The fallback is fine for gtk+ purposes. Just add a comment that there are a few corner cases where it does not match C99's round function.
Created attachment 293220 [details] [review] Provide Implementation for round() for Visual Studio (comments added) Hello Morten, I have added the comments in the fallback implementation regarding the items that you have mentioned earlier, in this version of the patch. With blessings, thank you!
Review of attachment 293220 [details] [review]: Let's get this in then.
Review of attachment 293220 [details] [review]: Hello Nacho/Morten, Thanks for the comments and ack about the patch, the patch was pushed as a8dc737. With blessings, thank you!
Sorry to be a critic but IMHO this solution is actually a bit clumsy (due to the fact that gdk-pixbuf's internal header has been unfortunately named 'math.h'). This causes it to conflict with the standard VC header. It's possible to avoid this conflict by making sure that gdk-pixbuf's 'build\win32\math-compat' folder gets searched before the standard VC folder. But in VC8 (which I'm using) it's not possible to do this at the project level. It can only get done (reliably) at the IDE level (under "Tools->Options->Projects and Solutions->VC++ Directories"). But if it gets done at the above (IDE) level, ALL projects will #include gdk-pixbuf's version of math.h, in preference to VC's version. Admittedly, our header starts off by #including the official VC header but this is bound to end up causing problems. For example, suppose some other project has also implemented its own version of 'round()'. To be honest, I think my suggestion was a lot safer...
Hi John, There is a setting under each project that is on "additional include directories" under the "C/C++" settings in the project settings. You can see the 2008 projects under build/win32/vs9 for the gdkpixbuf.vcproj(in) on how that is done, so there is no need to include that directory globally for the entire IDE. As far as I know, this should be the same scripts Visual studio versions, as this setting is rather commonly used. In fact, for VS2010 and later, it is made harder for one to modify the global include directories, by purpose. Hope this clears this up for you. With blessings.

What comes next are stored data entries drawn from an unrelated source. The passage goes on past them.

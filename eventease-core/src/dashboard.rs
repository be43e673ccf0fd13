//! Organizer dashboard statistics.

use serde::Serialize;

use crate::event::{Event, EventStatus};

#[derive(Debug, Clone, Copy, Default, PartialEq, Eq, Serialize)]
#[serde(rename_all = "camelCase")]
pub struct DashboardStats {
    pub total_events: usize,
    pub total_attendees: u64,
    pub active_events: usize,
}

impl DashboardStats {
    pub fn from_events(events: &[Event]) -> Self {
        DashboardStats {
            total_events: events.len(),
            total_attendees: events.iter().map(|e| u64::from(e.attendees)).sum(),
            active_events: events
                .iter()
                .filter(|e| e.status == EventStatus::Active)
                .count(),
        }
    }
}

#[cfg(test)]
mod tests {
    use super::*;
    use crate::sample;

    #[test]
    fn stats_over_sample_events() {
        let stats = DashboardStats::from_events(&sample::events());

        assert_eq!(stats.total_events, 4);
        assert_eq!(stats.total_attendees, 45 + 12 + 78 + 35);
        assert_eq!(stats.active_events, 4);
    }

    #[test]
    fn inactive_events_are_not_active() {
        let mut events = sample::events();
        events[0].status = EventStatus::Cancelled;
        events[1].status = EventStatus::Draft;

        let stats = DashboardStats::from_events(&events);
        assert_eq!(stats.total_events, 4);
        assert_eq!(stats.active_events, 2);
    }

    #[test]
    fn empty_dashboard() {
        assert_eq!(DashboardStats::from_events(&[]), DashboardStats::default());
    }
}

Thanks for the prompt reply. You're right to say that each project (in fact, each target) can specify additional include folders - but on my system, those additional folders are getting searched AFTER the main VC include folders. So (even if I add the path to math-compat) gdk-pixbuf's version doesn't get found. VC's version of math.h always gets found first. I can modify that by updating the global IDE folders, rather than the project's folders - but those global settings get applied to all projects (not just gdk-pixbuf). I've a feeling that (in later version of VC++) you can set a project's folders to get searched first. But that doesn't seem to be possible with VC8, from what I can tell. Hope that makes sense.